The invention adds nutrient components such as cordyceps sinensis fermentation liquor, Chinese yam extract, astragalus extract, lotus seed powder and the like into the natural honey composite product, can effectively improve the nutrient value of the natural honey composite product, and the aim of supplementing and correcting human body trace elements can be achieved by adding trace elements into the natural honey composite product, in addition, the aim of aiding digestion can be achieved by adding dietary fibers, digestive enzymes and auxiliary materials, and the aim of nourishing the stomach can be achieved for some people with weak intestinal digestion capacity, the scheme adopts a three-time mixing mode in the process of mixing the natural honey and various added components, can ensure that all the components can be fully fused with the natural honey, so that the nutrient components of all the components are fully fused into the composite product, and the processing is carried out by adopting vacuum concentration equipment in the processing process, so that the loss of the fragrance of the honey in the processing process can be reduced to a greater extent, and the mouthfeel can be ensured.
Example 2:
a natural honey processing composite product comprises the following components in parts by weight: 70 parts of natural honey, 25 parts of honey diluent, 18 parts of cordyceps sinensis fermentation liquor, 14 parts of Chinese yam extract, 13 parts of astragalus extract, 11 parts of lotus seed powder, 4 parts of dietary fiber, 3 parts of digestive enzyme, 1.5 parts of trace elements and 0.9 part of auxiliary materials.
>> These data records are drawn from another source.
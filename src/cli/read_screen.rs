use std::path::PathBuf;

use action_locator::Selector;
use action_primitives::{
    ActionExecutor, ActionRequest, DefaultActionExecutor, ExecCtx, ExecutionResult, FixtureDevice,
    ReadFormat,
};
use anyhow::{bail, Context, Result};
use clap::{Args, ValueEnum};
use perceiver_structural::Snapshotter;
use tokio_util::sync::CancellationToken;
use uiscript_core_types::RunId;

use super::context::CliContext;
use super::fixtures::load_fixture;
use super::output::{emit, OutputFormat};

#[derive(Clone, Copy, Debug, ValueEnum)]
pub enum ScreenFormat {
    Full,
    Summary,
    Targeted,
}

#[derive(Args, Clone, Debug)]
pub struct ReadScreenArgs {
    /// Screen or device fixture file
    #[arg(long, value_name = "FILE")]
    pub screen: PathBuf,

    /// Representation to render
    #[arg(long, value_enum, default_value = "summary")]
    pub format: ScreenFormat,

    /// Selector whose matches root the targeted representation
    #[arg(long, required_if_eq("format", "targeted"))]
    pub selector: Option<String>,

    /// Screen to render when the file declares several
    #[arg(long, default_value_t = 0)]
    pub index: usize,
}

pub async fn cmd_read_screen(
    args: ReadScreenArgs,
    ctx: &CliContext,
    output: OutputFormat,
) -> Result<()> {
    let format = match args.format {
        ScreenFormat::Full => ReadFormat::Full,
        ScreenFormat::Summary => ReadFormat::Summary,
        ScreenFormat::Targeted => {
            let text = args.selector.as_deref().unwrap_or_default();
            let selector = Selector::parse(text)
                .with_context(|| format!("Invalid selector '{text}'"))?;
            ReadFormat::Targeted(selector)
        }
    };

    let spec = load_fixture(&args.screen).await?;
    if args.index >= spec.screens.len() {
        bail!(
            "Screen index {} out of range; {} declares {} screen(s)",
            args.index,
            args.screen.display(),
            spec.screens.len()
        );
    }
    let device = FixtureDevice::from_spec(spec);
    device.set_cursor(args.index);

    let config = ctx.config();
    let executor = DefaultActionExecutor::new(
        config.executor.clone(),
        Snapshotter::new(config.snapshot.clone()),
    );
    let exec_ctx = ExecCtx::new(RunId::new(), CancellationToken::new());
    let result = executor
        .execute(&exec_ctx, &device, &ActionRequest::ReadScreen { format })
        .await;

    match result {
        ExecutionResult::Success { value } => {
            let value = value.unwrap_or_default();
            emit(output, &value, |value| {
                serde_json::to_string_pretty(value).unwrap_or_else(|_| value.to_string())
            })
        }
        ExecutionResult::Failure(failure) => {
            bail!("read_screen failed: {} ({})", failure.reason, failure.detail)
        }
    }
}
The preparation method comprises the following steps:
step 1: pre-selecting natural honey: introducing natural honey into a canned heating container, heating at 63 deg.C for 30 min, stirring at certain time to uniformly heat and rapidly melt the honey, filtering the melted natural honey, maintaining the heated honey at about 40 deg.C to make the honey in optimal flowing state for smooth filtration, removing impurities and small amount of large granular crystals, and filtering under pressure in a sealing device to shorten heating time and reduce flavor loss;
step 2: premixing treatment of each component: firstly, the processed natural honey and honey diluent are sequentially put into a stirring container according to the mixture ratio of the components to be stirred and mixed, the rotating speed of a stirring rod is 260 revolutions per minute, the stirring time is controlled to be 30 minutes, the natural honey is fully diluted to obtain the honey liquid with low concentration, then, the prepared cordyceps sinensis fermentation liquid, the yam extract, the astragalus extract and the lotus seed powder are sequentially put into a stirring container for secondary stirring, the rotating speed of a stirring rod is 350 revolutions per minute, the stirring time is controlled to be 35 minutes, the subsequent additives are fully stirred and fused into the diluted honey liquid, and finally auxiliary components such as dietary fibers, digestive enzymes, trace elements, auxiliary materials and the like are put into the mixed solution, fully fusing, wherein the rotating speed of the stirring rod is the same as the first stirring frequency, and the stirring time is controlled to be 10 minutes;
and step 3: vacuum concentration and cooling treatment: selecting proper vacuum concentration equipment for evaporation concentration at the vacuum degree of 0.09Mpa and the temperature of 45 ℃, wherein the influence on the color, the fragrance and the taste of the honey can be reduced to the minimum degree, particularly paying attention to the recovery of aromatic volatile substances after the honey is heated during concentration, a fragrance recovery device is generally arranged, the volatile substances are recovered and dissolved in the finished honey product to keep the specific fragrance of the honey, the temperature of the concentrated honey is reduced as soon as possible to avoid the situation that the honey is stored at a high temperature for a long time to reduce the quality of the honey, and forced circulation, stirring and cooling can be preferably carried out to accelerate cooling so that the product keeps good appearance and internal quality;
and 4, step 4: and (3) inspection and packaging treatment: the honey concentration process should be randomly sampled and detected, and the water content of the processed honey is kept stable within 17.7%. The packing specification can be various, generally can be divided into two types of big packing and little packing, and big packing takes big iron drum as the container splendid attire, should scribble the special coating that accords with food hygiene requirement in the iron drum to avoid the acidic material that contains in the honey to corrode iron and cause the pollution, and the little packing is mainly bottled, and the container should be sanitized and strictly disinfect before the filling.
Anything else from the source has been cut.